Renata vive com o marido e o filho nesta cidade, a principal da Carolina do Norte, há um ano. Mas já passou por outras experiências alarmantes nos seus treze anos nos Estados Unidos: nevascas, quando morava no estado de Nova Jersey, e furacões e tempestades tropicais, na Flórida.
Preocupadas com a passagem do furacão e também com os dias posteriores, para os quais se prevê inundações, suspensão do fornecimento de água e energia elétrica e emergências de todo tipo, as autoridades locais divulgam nas rádios e televisões uma série de precauções.
A brasileira seguiu a lista à risca: encheu o tanque de gasolina do carro, comprou água mineral e alimentos não perecíveis e que não precisam de refrigeração, sacou uma quantia suficiente de dinheiro do banco, abasteceu-se de pilhas e lanternas. Renata prometeu manter o telefone celular carregado, muniu-se de remédios e guardou os documentos da família em local seguro.
Na segunda, ao passar pelo supermercado próximo de sua casa, Renata encontrou prateleiras vazias, assim como Selma. Já não havia mais garrafas de água disponíveis. O gerente prometia abastecimento até amanhã.
O que mais a surpreendeu, entretanto, foi o descrédito de americanos, em uma rodinha de conversa no mercado, sobre a capacidade de destruição do Florence.
“O clima de Fla-Flu na política americana, de republicanos versus democratas, também está acontecendo sobre a previsão do tempo. Aquelas pessoas simplesmente não acreditavam nos alertas das autoridades e nas reportagens sobre o furacão. Diziam que era invenção, ‘fake news’, exagero e, o pior, não pareciam se preparar para o pior”, contou.
Em um mercado de brasileiros também próximo de sua casa, Renata deparou-se com o contrário.

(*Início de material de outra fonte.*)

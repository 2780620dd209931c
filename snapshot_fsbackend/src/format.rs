//! On-disk encoding for one `snapshot.bin` file:
//!
//! ```text
//! magic:    4 bytes   b"SNP1"
//! version:  u32 LE
//! meta_len: u32 LE
//! meta:     meta_len bytes, JSON
//! crc32:    u32 LE    (of `data`)
//! data_len: u64 LE
//! data:     data_len bytes, JSON
//! ```
//!
//! `read_meta` only ever needs the first three fields plus `meta`; it never touches
//! `data`, which may be arbitrarily large.

use std::io::Cursor;

use byteorder::LittleEndian;
use byteorder::ReadBytesExt;
use byteorder::WriteBytesExt;
use snapshot_core::error::ErrorSubject;
use snapshot_core::error::ErrorVerb;
use snapshot_core::error::MetaError;
use snapshot_core::error::Result;
use snapshot_core::error::StorageIOError;
use snapshot_core::Meta;

pub const MAGIC: &[u8; 4] = b"SNP1";
pub const FORMAT_VERSION: u32 = 1;

pub const FILE_NAME: &str = "snapshot.bin";

/// Just enough of the file to satisfy `read_meta`: magic, version, and the `Meta` value.
pub struct Header {
    pub meta: Meta,
}

/// The full file content, parsed.
pub struct Envelope {
    pub meta: Meta,
    pub crc: u32,
    pub data: serde_json::Value,
}

pub fn encode(meta: &Meta, data: &serde_json::Value) -> std::result::Result<Vec<u8>, serde_json::Error> {
    let meta_json = serde_json::to_vec(meta)?;
    let data_json = serde_json::to_vec(data)?;
    let crc = crc32fast::hash(&data_json);

    let mut out = Vec::with_capacity(4 + 4 + 4 + meta_json.len() + 4 + 8 + data_json.len());
    out.extend_from_slice(MAGIC);
    out.write_u32::<LittleEndian>(FORMAT_VERSION).expect("write to Vec cannot fail");
    out.write_u32::<LittleEndian>(meta_json.len() as u32).expect("write to Vec cannot fail");
    out.extend_from_slice(&meta_json);
    out.write_u32::<LittleEndian>(crc).expect("write to Vec cannot fail");
    out.write_u64::<LittleEndian>(data_json.len() as u64).expect("write to Vec cannot fail");
    out.extend_from_slice(&data_json);
    Ok(out)
}

/// Parse only the header: magic, version, and `Meta`. Cheap even against a large file
/// because it never looks past the end of the `meta` field.
pub fn decode_header(bytes: &[u8]) -> Result<Header> {
    let mut cur = Cursor::new(bytes);
    check_magic_and_version(&mut cur)?;

    let meta_len = read_u32(&mut cur)? as usize;
    let meta_bytes = read_slice(&mut cur, meta_len)?;
    let meta: Meta = serde_json::from_slice(meta_bytes).map_err(|e| MetaError::Io(io_err(e)))?;

    Ok(Header { meta })
}

/// Parse the full envelope, verifying the data checksum.
pub fn decode_envelope(bytes: &[u8]) -> Result<Envelope> {
    let mut cur = Cursor::new(bytes);
    check_magic_and_version(&mut cur)?;

    let meta_len = read_u32(&mut cur)? as usize;
    let meta_bytes = read_slice(&mut cur, meta_len)?;
    let meta: Meta = serde_json::from_slice(meta_bytes).map_err(|e| MetaError::Io(io_err(e)))?;

    let crc = read_u32(&mut cur)?;
    let data_len = read_u64(&mut cur)? as usize;
    let data_bytes = read_slice(&mut cur, data_len)?;

    if crc32fast::hash(data_bytes) != crc {
        return Err(MetaError::ChecksumError.into());
    }

    let data: serde_json::Value = serde_json::from_slice(data_bytes).map_err(|e| MetaError::Io(io_err(e)))?;

    Ok(Envelope { meta, crc, data })
}

fn check_magic_and_version(cur: &mut Cursor<&[u8]>) -> Result<()> {
    let magic = read_slice(cur, 4)?;
    if magic != MAGIC {
        return Err(MetaError::InvalidFormat.into());
    }
    let version = read_u32(cur)?;
    if version != FORMAT_VERSION {
        return Err(MetaError::InvalidVersion(version).into());
    }
    Ok(())
}

fn read_u32(cur: &mut Cursor<&[u8]>) -> Result<u32> {
    cur.read_u32::<LittleEndian>().map_err(|_| MetaError::InvalidFormat.into())
}

fn read_u64(cur: &mut Cursor<&[u8]>) -> Result<u64> {
    cur.read_u64::<LittleEndian>().map_err(|_| MetaError::InvalidFormat.into())
}

fn read_slice<'a>(cur: &mut Cursor<&'a [u8]>, len: usize) -> Result<&'a [u8]> {
    let start = cur.position() as usize;
    let end = start.checked_add(len).ok_or(MetaError::InvalidFormat)?;
    let bytes = *cur.get_ref();
    if end > bytes.len() {
        return Err(MetaError::InvalidFormat.into());
    }
    cur.set_position(end as u64);
    Ok(&bytes[start..end])
}

fn io_err(e: serde_json::Error) -> StorageIOError {
    StorageIOError::new(ErrorSubject::SnapshotMeta, ErrorVerb::Read, anyerror::AnyError::new(&e))
}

Conterrâneos que nunca passaram por esse tipo de emergência pareciam em pânico, com medo de serem arrastados pelos ventos.
Como está distante do percurso de Florence estimado pelos meteorologistas, o fenômeno deve alcançar a região de Charlotte como uma tempestade muito forte e interromper a circulação de veículos e pessoas por vários dias.
Inundações podem ocorrer nas áreas mais baixas, assim como a interrupção de fornecimento de energia e de água. Renata e sua família vivem no alto de um morro, e a preocupação maior deles é com as árvores que rodeiam sua casa.